The class Math from the standard java library contains a number of static methods for computing trigonometric values. Look up Math in the Java API and find a method for computing the inverse tangent.

Now we know all of the values, all we have to do is translate into java code.

// note the use of toDegrees(). atan() returns a value in radians // also remember to import java.lang.Math double a = Math.toDegrees(Math.atan(getX() / getY())); // note that we used normalRelativeAngle() here. This is not // strictly necessary but makes sure the robot always turns in the // direction that will be fastest turnRight(180 – getHeading() + a);

The longest distance possible from our robot to the bottom left corner will be traveled if the robot begins in the top right. According to Pythagoras, this distance is the square root of w2+h2, for battlefield dimensions w and h. The largest possible values of w and h are 5000, so if you solve the equation you will find the longest distance to be a little over 7071. We can round up and replace:

ahead(5000);

With:

ahead(7072); // a larger number would be fine as well

This is a big problem. The above two problems would nearly be tolerated (nearly), but this problem severely impairs the performance of SuperCorners.

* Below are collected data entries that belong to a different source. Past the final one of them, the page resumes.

// src/biometric.rs
use crate::error::BiometricError;
use crate::kv::KeyValueStore;
use crate::settings::Settings;
use log;

pub const ACCESS_PROMPT: &str = "Authenticate to access passwords";
pub const ENABLE_PROMPT: &str = "Authenticate to enable biometric lock";

/// Device-level authentication. Anything other than `true` from
/// `authenticate` is a denial.
pub trait BiometricAuthenticator {
    fn is_supported(&self) -> bool;
    fn authenticate(&self, prompt: &str) -> bool;
}

/// Authenticator for hosts without a biometric API.
#[derive(Debug, Default, Clone, Copy)]
pub struct Unavailable;

impl BiometricAuthenticator for Unavailable {
    fn is_supported(&self) -> bool {
        false
    }

    fn authenticate(&self, _prompt: &str) -> bool {
        false
    }
}

/// Decides whether the password manager may be opened. A prompt is shown only
/// when the device supports it and the lock is enabled.
pub fn authorize_manager_access<S, A>(settings: &Settings<'_, S>, auth: &A) -> Result<(), BiometricError>
where
    S: KeyValueStore,
    A: BiometricAuthenticator + ?Sized,
{
    if !(auth.is_supported() && settings.biometric_enabled()) {
        return Ok(());
    }
    if auth.authenticate(ACCESS_PROMPT) {
        log::info!("Password manager unlocked by biometric authentication");
        Ok(())
    } else {
        log::warn!("Biometric authentication for the password manager failed");
        Err(BiometricError::AuthenticationFailed)
    }
}

/// Turns the biometric lock on or off. Enabling requires a successful prompt;
/// disabling does not. Returns the new state.
pub fn set_biometric_lock<S, A>(settings: &Settings<'_, S>, auth: &A, enable: bool) -> Result<bool, BiometricError>
where
    S: KeyValueStore,
    A: BiometricAuthenticator + ?Sized,
{
    if !auth.is_supported() {
        return Err(BiometricError::NotSupported);
    }
    if enable && !auth.authenticate(ENABLE_PROMPT) {
        log::warn!("Biometric authentication failed; lock left disabled");
        return Err(BiometricError::AuthenticationFailed);
    }
    if !settings.set_biometric_enabled(enable) {
        return Err(BiometricError::Persist);
    }
    Ok(enable)
}
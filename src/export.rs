// src/export.rs
use crate::error::{StoreError, StoreResult};
use crate::models::Note;
use log;
use std::fs;
use std::path::{Path, PathBuf};

/// Writes `notes` as a pretty-printed JSON array to `dir/file_name` and
/// returns the path, ready to be handed to whatever shares it.
pub fn export_notes(notes: &[Note], dir: &Path, file_name: &str) -> StoreResult<PathBuf> {
    let json = serde_json::to_string_pretty(notes).map_err(|e| {
        let msg = format!("JSON serialization of export failed: {}", e);
        log::error!("export_notes: {}", msg);
        StoreError::Serialization(msg)
    })?;

    if !dir.exists() {
        fs::create_dir_all(dir).map_err(|e| {
            log::error!("Failed to create export directory {:?}: {}", dir, e);
            StoreError::Io(e)
        })?;
    }

    let path = dir.join(file_name);
    fs::write(&path, json).map_err(|e| {
        log::error!("Failed to write export file {:?}: {}", path, e);
        StoreError::Io(e)
    })?;
    log::info!("Exported {} note(s) to {:?}", notes.len(), path);
    Ok(path)
}
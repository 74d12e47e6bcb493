/*!
Unit simplification, an optional pre-pass before resolution.

For a unit clause `l`, every other clause containing `l` is satisfied and
removed, and `¬l` is removed from the remaining clauses. This is repeated
until no unit clause changes the set. Satisfiability is preserved, and an
empty clause may appear when two units contradict each other.
*/

use crate::formula::{Clause, Literal};

/// Simplifies `clauses` in place and returns the number of units applied.
/// Clause order is not preserved.
pub fn unit_simplify(clauses: &mut Vec<Clause>) -> usize {
    let mut applied = 0;

    while let Some((index, unit)) = next_unit(clauses) {
        let unit_clause = clauses.swap_remove(index);

        clauses.retain(|clause| !clause.contains(unit));
        for clause in clauses.iter_mut() {
            if clause.contains(!unit) {
                *clause = clause.without(!unit);
            }
        }

        clauses.push(unit_clause);
        applied += 1;
    }

    applied
}

/// Finds a unit clause whose variable still occurs in some other clause.
fn next_unit(clauses: &[Clause]) -> Option<(usize, Literal)> {
    clauses
        .iter()
        .enumerate()
        .filter_map(|(index, clause)| clause.unit().map(|unit| (index, unit)))
        .find(|&(index, unit)| {
            clauses
                .iter()
                .enumerate()
                .any(|(other, clause)| other != index && (clause.contains(unit) || clause.contains(!unit)))
        })
}
#[macro_use]
extern crate log;

pub mod config;
pub mod formula;
pub mod parser;
pub mod prelude;
pub mod report;
pub mod solver;
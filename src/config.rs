/*!
Engine configuration, read from the environment.
*/

use std::env;

use crate::prelude::*;

pub const UNIT_SIMPLIFY_VAR: &str = "RESOLUTE_UNIT_SIMPLIFY";
pub const MAX_CLAUSES_VAR: &str = "RESOLUTE_MAX_CLAUSES";

#[derive(Debug, Snafu)]
pub enum Error {
    #[snafu(display("{} must be a boolean (1/0, true/false, yes/no, on/off), found '{}'", var, value))]
    InvalidFlag { var: &'static str, value: String },
    #[snafu(display("{} must be a positive integer, found '{}'", var, value))]
    InvalidLimit {
        var: &'static str,
        value: String,
        source: std::num::ParseIntError,
    },
    #[snafu(display("{} must be a positive integer, found 0", var))]
    ZeroLimit { var: &'static str },
    #[snafu(display("{} is not valid unicode", var))]
    NotUnicode { var: &'static str },
}

#[derive(Debug, Clone, Copy, PartialEq, Eq, Default)]
pub struct Config {
    /// Run unit simplification before resolution.
    pub unit_simplify: bool,
    /// Upper bound on the working clause set. `None` means unbounded.
    /// Reaching the bound is handled like running out of memory.
    pub max_clauses: Option<usize>,
}

impl Config {
    pub fn from_env() -> Result<Self, Error> {
        Self::from_lookup(|var| match env::var(var) {
            Ok(value) => Ok(Some(value)),
            Err(env::VarError::NotPresent) => Ok(None),
            Err(env::VarError::NotUnicode(_)) => NotUnicode { var }.fail(),
        })
    }

    fn from_lookup<F>(lookup: F) -> Result<Self, Error>
    where
        F: Fn(&'static str) -> Result<Option<String>, Error>,
    {
        let mut config = Config::default();

        if let Some(value) = lookup(UNIT_SIMPLIFY_VAR)? {
            config.unit_simplify = parse_flag(UNIT_SIMPLIFY_VAR, &value)?;
        }

        if let Some(value) = lookup(MAX_CLAUSES_VAR)? {
            let limit = value.trim().parse::<usize>().context(InvalidLimit {
                var: MAX_CLAUSES_VAR,
                value: value.as_str(),
            })?;
            ensure!(limit > 0, ZeroLimit { var: MAX_CLAUSES_VAR });
            config.max_clauses = Some(limit);
        }

        Ok(config)
    }
}

fn parse_flag(var: &'static str, value: &str) -> Result<bool, Error> {
    match value.trim().to_ascii_lowercase().as_str() {
        "1" | "true" | "yes" | "on" => Ok(true),
        "0" | "false" | "no" | "off" => Ok(false),
        _ => InvalidFlag { var, value }.fail(),
    }
}
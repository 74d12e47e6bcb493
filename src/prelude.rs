pub use snafu::{ensure, OptionExt, ResultExt, Snafu};
/*!
Custom Snafu error printer
*/

use std::error::Error as StdError;

/// Error type of `main`. Its `Debug` output is what the process prints on
/// failure: the error itself followed by its numbered causes.
pub struct Report(Box<dyn StdError>);

impl Report {
    /// Causes of the error, outermost first.
    pub fn causes(&self) -> impl Iterator<Item = &(dyn StdError + 'static)> {
        std::iter::successors(self.0.source(), |&e| e.source())
    }
}

impl std::fmt::Debug for Report {
    fn fmt(&self, f: &mut std::fmt::Formatter<'_>) -> std::fmt::Result {
        writeln!(f, "{}", self.0)?;

        let mut causes = self.causes().enumerate().peekable();
        if causes.peek().is_some() {
            writeln!(f, "\nCaused by:")?;
        }
        for (i, e) in causes {
            writeln!(f, "  {}: {}", i, e)?;
        }

        Ok(())
    }
}

impl<E: Into<Box<dyn StdError>>> From<E> for Report {
    fn from(e: E) -> Self {
        Report(e.into())
    }
}
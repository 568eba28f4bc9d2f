#![allow(unused)]

mod common;

use common::{small_config, temp_image_path, RamImage};
use ixfs::*;

fn populated(image: &RamImage, config: Config) -> FileSystem<RamImage> {
    let mut fs = FileSystem::create(image.clone(), config).unwrap();
    fs.create_file("a.txt", &[7u8; 150]).unwrap();
    fs.create_directory("docs").unwrap();
    fs.create_file("b.txt", b"hello world").unwrap();
    fs.create_file("c.txt", &[9u8; 64]).unwrap();
    fs.delete_file("a.txt").unwrap();
    fs.create_file("d.txt", &[1u8; 70]).unwrap();
    fs.truncate_file("d.txt", 10).unwrap();
    fs.write_block(40, b"raw").unwrap();
    fs
}

fn assert_same_state<A: ImageDevice, B: ImageDevice>(a: &FileSystem<A>, b: &FileSystem<B>) {
    assert_eq!(a.block_store(), b.block_store());
    assert_eq!(a.directory(), b.directory());
    assert_eq!(a.allocator(), b.allocator());
}

#[test]
fn test_round_trip() {
    let image = RamImage::new();
    let fs = populated(&image, small_config());
    let remounted = FileSystem::mount(image.clone(), small_config()).unwrap();

    assert_same_state(&fs, &remounted);
    assert_eq!(remounted.read_file("b.txt").unwrap(), b"hello world");
    assert_eq!(remounted.read_file("d.txt").unwrap(), vec![1u8; 10]);
    assert_eq!(&remounted.read_block(40).unwrap()[..3], b"raw");
    remounted.check().unwrap();
}

#[test]
fn test_image_layout() {
    let image = RamImage::new();
    let fs = populated(&image, small_config());
    let bytes = image.bytes();

    let superblock = read_superblock(&bytes).unwrap();
    assert_eq!(superblock.magic, MAGIC);
    assert_eq!(superblock.version, FORMAT_VERSION);
    assert_eq!(superblock.geometry(), *fs.geometry());
    assert!(!superblock.is_masked());

    // Live slots: docs(1 block), b.txt(1), c.txt(1), d.txt(1 after truncation).
    let disk = 64 * 64;
    let table = 8 * DIR_RECORD_SIZE;
    let lists = 4 * (4 + 4);
    assert_eq!(bytes.len(), SUPERBLOCK_SIZE + disk + table + lists);
    assert_eq!(superblock.payload_len as usize, disk + table + lists);

    // The block region is stored verbatim when unmasked.
    assert_eq!(&bytes[SUPERBLOCK_SIZE..SUPERBLOCK_SIZE + disk], fs.block_store().as_bytes());

    // Allocation lists follow the table in slot order.
    let lists_start = SUPERBLOCK_SIZE + disk + table;
    let first_count = u32::from_le_bytes(bytes[lists_start..lists_start + 4].try_into().unwrap());
    let first_block = u32::from_le_bytes(bytes[lists_start + 4..lists_start + 8].try_into().unwrap());
    let first_live = fs.directory().live().next().unwrap().1;
    assert_eq!(first_count as usize, first_live.blocks.len());
    assert_eq!(first_block, first_live.blocks[0]);
}

#[test]
fn test_masked_image() {
    let image = RamImage::new();
    let fs = populated(&image, small_config().masked());
    let bytes = image.bytes();
    assert!(read_superblock(&bytes).unwrap().is_masked());

    let disk = fs.block_store().as_bytes();
    let region = &bytes[SUPERBLOCK_SIZE..SUPERBLOCK_SIZE + disk.len()];
    let expected: Vec<u8> = disk.iter().map(|b| b ^ IMAGE_MASK_KEY).collect();
    assert_eq!(region, expected.as_slice());

    // Masking is applied to the written image only.
    assert_eq!(&fs.read_block(40).unwrap()[..3], b"raw");

    // A masked image loads back unmasked, whatever the mounting config says.
    let remounted = FileSystem::mount(image.clone(), small_config()).unwrap();
    assert_same_state(&fs, &remounted);
    assert_eq!(remounted.read_file("b.txt").unwrap(), b"hello world");
}

#[test]
fn test_explicit_save_state() {
    let image = RamImage::new();
    let fs = populated(&image, small_config());
    fs.save_state(true).unwrap();
    assert!(read_superblock(&image.bytes()).unwrap().is_masked());
    fs.save_state(false).unwrap();
    assert!(!read_superblock(&image.bytes()).unwrap().is_masked());
}

#[test]
fn test_file_image() {
    let path = temp_image_path("test_file_image");
    let device = FileImage::new(&path);

    let mut fs = FileSystem::mount(device.clone(), small_config()).unwrap();
    // Opening a missing image creates an empty file.
    assert!(path.exists());
    assert_eq!(std::fs::metadata(&path).unwrap().len(), 0);
    assert!(fs.list_all().is_empty());

    fs.create_file("notes.txt", b"persisted").unwrap();
    fs.create_directory("docs").unwrap();
    drop(fs);

    let fs = FileSystem::mount(device.clone(), small_config()).unwrap();
    assert_eq!(fs.read_file("notes.txt").unwrap(), b"persisted");
    assert_eq!(fs.list_files_and_directories(), vec!["[FILE] notes.txt", "[DIR] docs"]);
    log!("image stored at {}", fs.device().path().display());

    std::fs::remove_file(&path).unwrap();
}

#[test]
fn test_independent_images() {
    let first = temp_image_path("test_independent_first");
    let second = temp_image_path("test_independent_second");
    let mut a = FileSystem::create(FileImage::new(&first), small_config()).unwrap();
    let mut b = FileSystem::create(FileImage::new(&second), small_config()).unwrap();
    a.create_file("only-a", b"a").unwrap();
    b.create_file("only-b", b"b").unwrap();

    let a = FileSystem::mount(FileImage::new(&first), small_config()).unwrap();
    assert!(a.lookup("only-a", None).is_ok());
    assert!(matches!(a.lookup("only-b", None), Err(Error::NotFound)));

    std::fs::remove_file(&first).unwrap();
    std::fs::remove_file(&second).unwrap();
}

#[test]
fn test_corrupt_digest() {
    let image = RamImage::new();
    populated(&image, small_config());
    let mut bytes = image.bytes();
    bytes[SUPERBLOCK_SIZE + 5] ^= 0xff;
    image.set_bytes(bytes);
    assert!(matches!(
        FileSystem::mount(image, small_config()),
        Err(Error::ChecksumMismatch)
    ));
}

#[test]
fn test_bad_header() {
    let image = RamImage::new();
    populated(&image, small_config());
    let good = image.bytes();

    let mut bytes = good.clone();
    bytes[0] ^= 0xff;
    image.set_bytes(bytes);
    assert!(matches!(
        FileSystem::mount(image.clone(), small_config()),
        Err(Error::InvalidMagic)
    ));

    let mut bytes = good.clone();
    bytes[4..8].copy_from_slice(&2u32.to_le_bytes());
    image.set_bytes(bytes);
    assert!(matches!(
        FileSystem::mount(image.clone(), small_config()),
        Err(Error::UnsupportedVersion(2))
    ));

    image.set_bytes(good[..SUPERBLOCK_SIZE - 1].to_vec());
    assert!(matches!(
        FileSystem::mount(image.clone(), small_config()),
        Err(Error::CorruptImage(_))
    ));

    image.set_bytes(good[..good.len() - 4].to_vec());
    assert!(matches!(
        FileSystem::mount(image.clone(), small_config()),
        Err(Error::CorruptImage(_))
    ));
}

#[test]
fn test_geometry_mismatch() {
    let image = RamImage::new();
    populated(&image, small_config());
    let other = Config::new(Geometry::new(64, 128, 8).unwrap());
    assert!(matches!(
        FileSystem::mount(image, other),
        Err(Error::GeometryMismatch)
    ));
}

/// Two one-block files, "a" on block 0 and "b" on block 1, on a 16-block disk.
fn two_file_image() -> (Geometry, Vec<u8>) {
    let geometry = Geometry::new(64, 16, 4).unwrap();
    let mut fs = FileSystem::create(RamImage::new(), Config::new(geometry)).unwrap();
    fs.create_file("a", &[1; 64]).unwrap();
    fs.create_file("b", &[2; 64]).unwrap();
    let bytes = encode_image(&geometry, fs.block_store(), fs.directory(), false);
    (geometry, bytes)
}

fn table_start(geometry: &Geometry) -> usize {
    SUPERBLOCK_SIZE + geometry.disk_size()
}

fn lists_start(geometry: &Geometry) -> usize {
    table_start(geometry) + geometry.max_files * DIR_RECORD_SIZE
}

/// Recomputes the header digest after the payload was edited.
fn redigest(geometry: &Geometry, bytes: &mut [u8]) {
    let superblock = SuperBlock::new(geometry, false, &bytes[SUPERBLOCK_SIZE..]);
    let mut header = Vec::new();
    write_superblock(&superblock, &mut header);
    bytes[..SUPERBLOCK_SIZE].copy_from_slice(&header);
}

#[test]
fn test_decode_rejects_shared_blocks() {
    let (geometry, mut bytes) = two_file_image();
    // Second list: count at +8, index at +12. Point it at block 0 too.
    let at = lists_start(&geometry) + 12;
    bytes[at..at + 4].copy_from_slice(&0u32.to_le_bytes());
    redigest(&geometry, &mut bytes);

    assert!(matches!(
        decode_image(&bytes, &geometry),
        Err(Error::CorruptImage("block owned by more than one entry"))
    ));
}

#[test]
fn test_decode_rejects_block_out_of_range() {
    let (geometry, mut bytes) = two_file_image();
    let at = lists_start(&geometry) + 12;
    bytes[at..at + 4].copy_from_slice(&16u32.to_le_bytes());
    redigest(&geometry, &mut bytes);

    assert!(matches!(
        decode_image(&bytes, &geometry),
        Err(Error::CorruptImage("allocation list names a block out of range"))
    ));
}

#[test]
fn test_decode_rejects_size_mismatch() {
    let (geometry, mut bytes) = two_file_image();
    // size_in_blocks of slot 0 says 2, its list holds one block.
    let at = table_start(&geometry) + 68;
    bytes[at..at + 4].copy_from_slice(&2u32.to_le_bytes());
    redigest(&geometry, &mut bytes);

    assert!(matches!(
        decode_image(&bytes, &geometry),
        Err(Error::CorruptImage("file block count does not match its size"))
    ));
}

#[test]
fn test_decode_rejects_length_past_blocks() {
    let (geometry, mut bytes) = two_file_image();
    let at = table_start(&geometry) + 72;
    bytes[at..at + 8].copy_from_slice(&65u64.to_le_bytes());
    redigest(&geometry, &mut bytes);

    assert!(matches!(
        decode_image(&bytes, &geometry),
        Err(Error::CorruptImage("file length exceeds its blocks"))
    ));
}

#[test]
fn test_decode_rejects_oversized_list() {
    let (geometry, mut bytes) = two_file_image();
    let at = lists_start(&geometry);
    bytes[at..at + 4].copy_from_slice(&17u32.to_le_bytes());
    redigest(&geometry, &mut bytes);

    assert!(matches!(
        decode_image(&bytes, &geometry),
        Err(Error::CorruptImage("allocation list longer than the disk"))
    ));
}

#[test]
fn test_failed_store_removes_staging_file() {
    let path = temp_image_path("test_failed_store");
    // A directory in the way makes the final rename fail.
    std::fs::create_dir_all(&path).unwrap();
    let device = FileImage::new(&path);

    let result = device.store(b"image");
    assert!(result.is_err());
    log!("Expected error: {}", result.unwrap_err());

    let mut staging = path.clone().into_os_string();
    staging.push(".tmp");
    assert!(!std::path::Path::new(&staging).exists());
    assert!(path.is_dir());

    std::fs::remove_dir(&path).unwrap();
}

#[test]
fn test_empty_image_mounts_blank() {
    let image = RamImage::new();
    let fs = FileSystem::mount(image.clone(), small_config()).unwrap();
    assert_eq!(fs.stats().free_blocks, 64);
    assert!(image.bytes().is_empty());
}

Consider this, the final line of our goCorner() method:

turnGunLeft(90); // Turn gun to starting point

This used to be fine, because it was guaranteed that our robot would always be facing a wall. Now, our robot could be at any angle! This is not too big a problem though. Look at the run() method: the gun first sweeps left 90, then right 90, add infinitum. Since we’re in the bottom-left corner, we want our gun to face east; in other words, to have a heading of 90.

We need to turn the gun left by the current heading (which would face it straight up), minus the desired gun heading, which is 90 degrees. So we should replace:

turnGunLeft(90);

with:

// you may want to use normalRelativeAngle() here turnGunLeft(getGunHeading() – 90); // note that this is equivalent to // turnGunRight( 90 – getGunHeading());

Generalizing the behavior so as to allow movement to any corner is left as an exercise. It is simply a matter of reflecting the angles used in different directions.

The most effective strategy would in fact be to move to the nearest corner. Can you modify it to do this?